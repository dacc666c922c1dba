/* # Why a single unified catalog service?

One service handles all five catalog endpoints. All endpoints share the same
error handling and response format, there is one store handle to manage, and
the internal routing stays a flat match over path segments:

- `GET    /books`      -> list all books
- `POST   /books`      -> create a book
- `GET    /books/{id}` -> get one book
- `PUT    /books/{id}` -> replace a book's fields
- `DELETE /books/{id}` -> delete a book
- everything else      -> HTTP 404

Expected failures are encoded as responses here (Validation -> 400,
NotFound -> 404, both with a `{"message": ...}` body); only internal faults
such as serialization errors propagate as Err to the server loop.
*/

use serde::Serialize;
use tracing::{debug, info};

use libris_base::error::ErrorKind;
use libris_base::http::{HttpMethod, HttpRequest, HttpResponse, HttpService};
use libris_base::{LibrisError, LibrisResult, err};

use crate::book::{Book, BookDraft, BookId};
use crate::store::StoreHandle;

/// HTTP service exposing CRUD access to the book catalog.
#[derive(Clone)]
pub struct CatalogService {
    store: StoreHandle,
}

impl std::fmt::Debug for CatalogService {
    fn fmt(&self, f: &mut std::fmt::Formatter<'_>) -> std::fmt::Result {
        f.debug_struct("CatalogService").finish()
    }
}

impl CatalogService {
    /// Create a new CatalogService over the given store handle.
    ///
    /// # Examples
    /// ```
    /// use libris_catalog::{CatalogService, InMemoryStore, StoreHandle};
    ///
    /// let store = StoreHandle::new(InMemoryStore::seeded());
    /// let service = CatalogService::new(store);
    /// ```
    pub fn new(store: StoreHandle) -> Self {
        Self { store }
    }

    /// Serialize data to JSON and wrap it in a response with the given status.
    ///
    /// Serialization failure is an internal fault and surfaces as Err, which
    /// the server loop converts to HTTP 500.
    fn json_response<T: Serialize>(
        response: HttpResponse,
        data: &T,
    ) -> LibrisResult<HttpResponse> {
        let json = serde_json::to_string(data)
            .map_err(|e| err!("JSON serialization error: {}", e))?;
        Ok(response.with_content_type("application/json").with_body(json))
    }

    /// Map an expected domain failure to its HTTP response.
    ///
    /// Returns None for internal faults, which stay errors.
    fn failure_response(error: &LibrisError) -> Option<HttpResponse> {
        let (response, message) = match error.kind() {
            ErrorKind::Validation { message } => (HttpResponse::bad_request(), message),
            ErrorKind::NotFound { message } => (HttpResponse::not_found(), message),
            ErrorKind::Message { .. } => return None,
        };
        let body = serde_json::json!({ "message": message }).to_string();
        Some(response.with_content_type("application/json").with_body(body))
    }

    fn route(&self, request: &HttpRequest) -> LibrisResult<HttpResponse> {
        // Query strings are ignored for routing; a trailing slash matches the
        // bare path, as in the original service
        let path = request.path().split('?').next().unwrap_or(request.path());
        let path = path.trim_end_matches('/');
        let segments: Vec<&str> = path.trim_start_matches('/').split('/').collect();

        match segments.as_slice() {
            ["books"] => match request.method() {
                HttpMethod::Get => self.handle_list(),
                HttpMethod::Post => self.handle_create(request),
                _ => Self::route_not_found(),
            },
            ["books", segment] => {
                let id = BookId::from_path_segment(segment);
                match request.method() {
                    HttpMethod::Get => self.handle_get(id),
                    HttpMethod::Put => self.handle_update(id, request),
                    HttpMethod::Delete => self.handle_delete(id),
                    _ => Self::route_not_found(),
                }
            }
            _ => Self::route_not_found(),
        }
    }

    /// Handle `GET /books`.
    fn handle_list(&self) -> LibrisResult<HttpResponse> {
        let books = self.store.list()?;
        debug!(count = books.len(), "listing books");
        Self::json_response(HttpResponse::ok(), &books)
    }

    /// Handle `POST /books`.
    fn handle_create(&self, request: &HttpRequest) -> LibrisResult<HttpResponse> {
        let draft = BookDraft::from_json(request.body().as_bytes());
        let (title, author) = draft.validated()?;

        let book = self.store.create(title, author)?;
        info!(id = %book.id(), title = book.title(), "created book");
        Self::json_response(HttpResponse::created(), &book)
    }

    /// Handle `GET /books/{id}`.
    fn handle_get(&self, id: Option<BookId>) -> LibrisResult<HttpResponse> {
        let book = self.lookup(id)?;
        Self::json_response(HttpResponse::ok(), &book)
    }

    /// Handle `PUT /books/{id}`.
    ///
    /// The existence check comes first: updating an absent id is 404
    /// regardless of body validity.
    fn handle_update(&self, id: Option<BookId>, request: &HttpRequest) -> LibrisResult<HttpResponse> {
        let existing = self.lookup(id)?;

        let draft = BookDraft::from_json(request.body().as_bytes());
        let (title, author) = draft.validated()?;

        match self.store.update(existing.id(), title, author)? {
            Some(book) => {
                info!(id = %book.id(), "updated book");
                Self::json_response(HttpResponse::ok(), &book)
            }
            None => Err(Self::book_not_found()),
        }
    }

    /// Handle `DELETE /books/{id}`.
    fn handle_delete(&self, id: Option<BookId>) -> LibrisResult<HttpResponse> {
        let id = id.ok_or_else(Self::book_not_found)?;
        match self.store.remove(id)? {
            Some(book) => {
                info!(id = %book.id(), "deleted book");
                Ok(HttpResponse::no_content())
            }
            None => Err(Self::book_not_found()),
        }
    }

    /// Resolve an optional parsed id to its record.
    ///
    /// A non-numeric path segment arrives here as None and yields the same
    /// not-found error as a valid-but-absent id.
    fn lookup(&self, id: Option<BookId>) -> LibrisResult<Book> {
        let id = id.ok_or_else(Self::book_not_found)?;
        self.store.get(id)?.ok_or_else(Self::book_not_found)
    }

    fn book_not_found() -> Box<LibrisError> {
        Box::new(LibrisError::not_found("Book not found"))
    }

    fn route_not_found() -> LibrisResult<HttpResponse> {
        Err(Box::new(LibrisError::not_found("Not found")))
    }
}

impl HttpService for CatalogService {
    fn handle_request(&self, request: HttpRequest) -> LibrisResult<HttpResponse> {
        debug!(method = %request.method(), path = request.path(), "dispatching request");
        match self.route(&request) {
            Ok(response) => Ok(response),
            Err(error) => match Self::failure_response(&error) {
                Some(response) => Ok(response),
                None => Err(error),
            },
        }
    }
}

* [EXERCISE GOAL]
A single number is the answer: how many lines of the material contain "created"?

* [EXERCISE SOLUTION]
2